## DIRECTIONS
In the entries that follow, find each line with the word "WorkloadIdentityProvider" and copy it.

## THE DATA

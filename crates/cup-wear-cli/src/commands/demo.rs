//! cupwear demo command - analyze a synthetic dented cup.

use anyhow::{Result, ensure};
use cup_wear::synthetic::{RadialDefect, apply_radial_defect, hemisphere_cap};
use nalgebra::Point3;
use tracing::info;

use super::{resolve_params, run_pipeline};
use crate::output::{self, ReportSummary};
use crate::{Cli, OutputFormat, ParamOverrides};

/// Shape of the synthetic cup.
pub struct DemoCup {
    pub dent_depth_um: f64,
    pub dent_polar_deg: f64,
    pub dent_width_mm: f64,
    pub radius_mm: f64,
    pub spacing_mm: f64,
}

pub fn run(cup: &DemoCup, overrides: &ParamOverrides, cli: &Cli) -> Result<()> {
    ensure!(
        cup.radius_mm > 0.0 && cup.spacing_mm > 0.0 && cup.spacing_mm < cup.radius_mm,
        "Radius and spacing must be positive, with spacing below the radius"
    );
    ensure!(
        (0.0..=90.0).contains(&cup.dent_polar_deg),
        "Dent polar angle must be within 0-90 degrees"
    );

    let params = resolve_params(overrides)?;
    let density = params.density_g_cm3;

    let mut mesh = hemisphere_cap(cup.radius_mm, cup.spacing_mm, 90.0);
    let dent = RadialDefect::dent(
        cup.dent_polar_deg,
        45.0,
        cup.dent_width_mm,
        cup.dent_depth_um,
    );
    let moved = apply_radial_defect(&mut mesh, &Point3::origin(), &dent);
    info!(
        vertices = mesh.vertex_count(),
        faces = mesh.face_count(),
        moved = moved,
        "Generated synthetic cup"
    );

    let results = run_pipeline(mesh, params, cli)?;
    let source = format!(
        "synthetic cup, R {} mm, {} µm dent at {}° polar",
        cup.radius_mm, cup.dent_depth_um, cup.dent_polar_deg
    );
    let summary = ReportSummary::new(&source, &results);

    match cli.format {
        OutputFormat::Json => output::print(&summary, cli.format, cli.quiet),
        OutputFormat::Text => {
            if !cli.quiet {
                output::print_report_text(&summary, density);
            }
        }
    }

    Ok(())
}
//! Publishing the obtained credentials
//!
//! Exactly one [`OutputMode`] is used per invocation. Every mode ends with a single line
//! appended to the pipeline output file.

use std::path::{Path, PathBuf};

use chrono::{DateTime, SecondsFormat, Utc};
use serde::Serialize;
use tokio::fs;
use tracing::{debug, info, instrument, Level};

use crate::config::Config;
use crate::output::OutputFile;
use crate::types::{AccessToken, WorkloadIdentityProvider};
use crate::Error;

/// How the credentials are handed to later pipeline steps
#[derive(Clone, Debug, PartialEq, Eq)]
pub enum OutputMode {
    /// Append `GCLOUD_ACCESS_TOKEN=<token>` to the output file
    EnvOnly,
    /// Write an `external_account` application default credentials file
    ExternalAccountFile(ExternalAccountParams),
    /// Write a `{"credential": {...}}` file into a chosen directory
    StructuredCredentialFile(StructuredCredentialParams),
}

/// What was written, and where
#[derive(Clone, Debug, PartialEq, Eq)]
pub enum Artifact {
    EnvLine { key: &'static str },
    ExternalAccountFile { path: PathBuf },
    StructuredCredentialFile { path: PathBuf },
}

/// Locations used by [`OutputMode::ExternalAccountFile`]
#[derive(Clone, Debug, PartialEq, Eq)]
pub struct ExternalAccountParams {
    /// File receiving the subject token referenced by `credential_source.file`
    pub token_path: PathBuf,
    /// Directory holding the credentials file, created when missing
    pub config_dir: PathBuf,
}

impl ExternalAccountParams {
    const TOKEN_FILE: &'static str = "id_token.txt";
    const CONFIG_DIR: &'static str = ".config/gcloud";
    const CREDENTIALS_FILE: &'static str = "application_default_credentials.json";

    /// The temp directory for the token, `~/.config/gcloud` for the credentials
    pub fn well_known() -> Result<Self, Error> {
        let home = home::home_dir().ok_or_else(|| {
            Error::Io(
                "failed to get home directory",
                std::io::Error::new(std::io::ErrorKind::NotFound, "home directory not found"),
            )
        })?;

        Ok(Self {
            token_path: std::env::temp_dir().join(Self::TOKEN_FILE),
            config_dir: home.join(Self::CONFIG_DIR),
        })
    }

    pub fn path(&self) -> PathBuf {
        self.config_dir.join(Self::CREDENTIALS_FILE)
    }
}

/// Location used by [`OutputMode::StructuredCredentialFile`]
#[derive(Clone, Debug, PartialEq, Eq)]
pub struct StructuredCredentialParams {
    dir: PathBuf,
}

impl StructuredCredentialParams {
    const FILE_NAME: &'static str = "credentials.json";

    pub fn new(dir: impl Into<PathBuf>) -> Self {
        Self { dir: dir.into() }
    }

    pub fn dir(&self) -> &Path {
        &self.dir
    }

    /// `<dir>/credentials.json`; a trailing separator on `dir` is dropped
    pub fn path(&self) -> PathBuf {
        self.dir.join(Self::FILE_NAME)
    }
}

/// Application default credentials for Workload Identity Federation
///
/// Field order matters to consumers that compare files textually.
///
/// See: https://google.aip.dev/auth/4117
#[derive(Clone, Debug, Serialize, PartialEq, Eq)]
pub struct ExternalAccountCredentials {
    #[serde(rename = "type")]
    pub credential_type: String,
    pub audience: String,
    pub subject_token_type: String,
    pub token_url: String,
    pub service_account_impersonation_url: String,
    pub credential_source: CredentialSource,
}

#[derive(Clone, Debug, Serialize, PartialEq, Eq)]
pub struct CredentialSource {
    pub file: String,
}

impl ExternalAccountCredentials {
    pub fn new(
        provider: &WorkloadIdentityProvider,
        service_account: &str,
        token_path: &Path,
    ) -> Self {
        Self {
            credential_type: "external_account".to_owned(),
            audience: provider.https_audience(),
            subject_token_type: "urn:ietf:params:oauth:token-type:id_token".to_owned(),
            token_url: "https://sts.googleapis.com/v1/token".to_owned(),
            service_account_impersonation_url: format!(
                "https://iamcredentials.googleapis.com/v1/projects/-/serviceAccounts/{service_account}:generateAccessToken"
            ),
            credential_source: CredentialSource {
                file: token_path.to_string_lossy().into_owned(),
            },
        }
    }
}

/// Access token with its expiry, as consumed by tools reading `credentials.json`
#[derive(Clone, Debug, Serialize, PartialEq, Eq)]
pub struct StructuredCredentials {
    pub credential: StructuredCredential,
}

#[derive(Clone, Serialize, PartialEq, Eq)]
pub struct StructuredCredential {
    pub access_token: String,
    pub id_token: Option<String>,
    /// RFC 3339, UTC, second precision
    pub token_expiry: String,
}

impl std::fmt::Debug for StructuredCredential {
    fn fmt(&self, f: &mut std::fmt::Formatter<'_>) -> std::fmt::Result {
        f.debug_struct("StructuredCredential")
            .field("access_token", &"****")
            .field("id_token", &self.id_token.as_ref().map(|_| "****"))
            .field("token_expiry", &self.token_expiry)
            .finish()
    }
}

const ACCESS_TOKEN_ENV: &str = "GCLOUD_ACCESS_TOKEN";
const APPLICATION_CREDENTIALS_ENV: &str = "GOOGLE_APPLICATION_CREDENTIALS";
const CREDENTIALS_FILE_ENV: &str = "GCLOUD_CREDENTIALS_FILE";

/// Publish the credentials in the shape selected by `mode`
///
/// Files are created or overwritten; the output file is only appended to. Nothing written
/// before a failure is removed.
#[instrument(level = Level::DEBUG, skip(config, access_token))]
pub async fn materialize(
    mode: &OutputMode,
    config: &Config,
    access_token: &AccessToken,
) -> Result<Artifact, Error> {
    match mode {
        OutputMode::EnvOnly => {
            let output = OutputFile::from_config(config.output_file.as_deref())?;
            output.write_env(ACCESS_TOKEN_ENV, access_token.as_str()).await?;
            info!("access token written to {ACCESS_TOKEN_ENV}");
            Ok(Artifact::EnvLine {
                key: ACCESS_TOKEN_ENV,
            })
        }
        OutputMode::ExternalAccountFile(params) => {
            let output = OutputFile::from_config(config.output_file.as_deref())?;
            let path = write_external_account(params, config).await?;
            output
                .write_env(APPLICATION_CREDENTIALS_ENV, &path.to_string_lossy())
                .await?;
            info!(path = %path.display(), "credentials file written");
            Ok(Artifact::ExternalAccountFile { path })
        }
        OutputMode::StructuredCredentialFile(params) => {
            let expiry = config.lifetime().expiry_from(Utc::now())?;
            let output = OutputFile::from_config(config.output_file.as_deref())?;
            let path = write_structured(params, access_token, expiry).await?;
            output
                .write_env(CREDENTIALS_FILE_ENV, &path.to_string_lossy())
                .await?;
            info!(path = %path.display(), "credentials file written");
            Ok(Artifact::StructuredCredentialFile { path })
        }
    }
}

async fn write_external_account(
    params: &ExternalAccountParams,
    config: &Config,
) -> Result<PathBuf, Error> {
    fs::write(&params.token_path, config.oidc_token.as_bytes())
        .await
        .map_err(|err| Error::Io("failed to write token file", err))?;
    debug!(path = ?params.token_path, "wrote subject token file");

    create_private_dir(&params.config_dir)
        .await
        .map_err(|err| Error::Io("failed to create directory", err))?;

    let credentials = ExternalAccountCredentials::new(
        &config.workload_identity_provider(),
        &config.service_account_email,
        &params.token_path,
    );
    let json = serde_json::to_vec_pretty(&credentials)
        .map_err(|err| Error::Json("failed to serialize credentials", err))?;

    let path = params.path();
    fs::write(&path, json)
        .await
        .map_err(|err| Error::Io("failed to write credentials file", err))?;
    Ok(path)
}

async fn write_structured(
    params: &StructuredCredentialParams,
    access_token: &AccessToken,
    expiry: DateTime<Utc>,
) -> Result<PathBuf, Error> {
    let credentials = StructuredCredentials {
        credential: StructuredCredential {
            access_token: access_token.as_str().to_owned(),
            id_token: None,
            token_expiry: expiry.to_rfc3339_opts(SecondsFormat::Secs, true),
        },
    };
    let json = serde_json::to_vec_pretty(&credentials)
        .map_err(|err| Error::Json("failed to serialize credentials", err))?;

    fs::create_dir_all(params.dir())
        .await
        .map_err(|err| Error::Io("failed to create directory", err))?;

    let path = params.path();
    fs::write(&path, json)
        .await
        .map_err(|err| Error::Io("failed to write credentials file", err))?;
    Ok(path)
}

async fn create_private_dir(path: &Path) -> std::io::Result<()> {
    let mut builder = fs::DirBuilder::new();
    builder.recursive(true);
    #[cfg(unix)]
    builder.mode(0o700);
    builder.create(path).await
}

## SOLVED PROBLEM
use crate::types::{AccessToken, WorkloadIdentityProvider};
        provider: &WorkloadIdentityProvider,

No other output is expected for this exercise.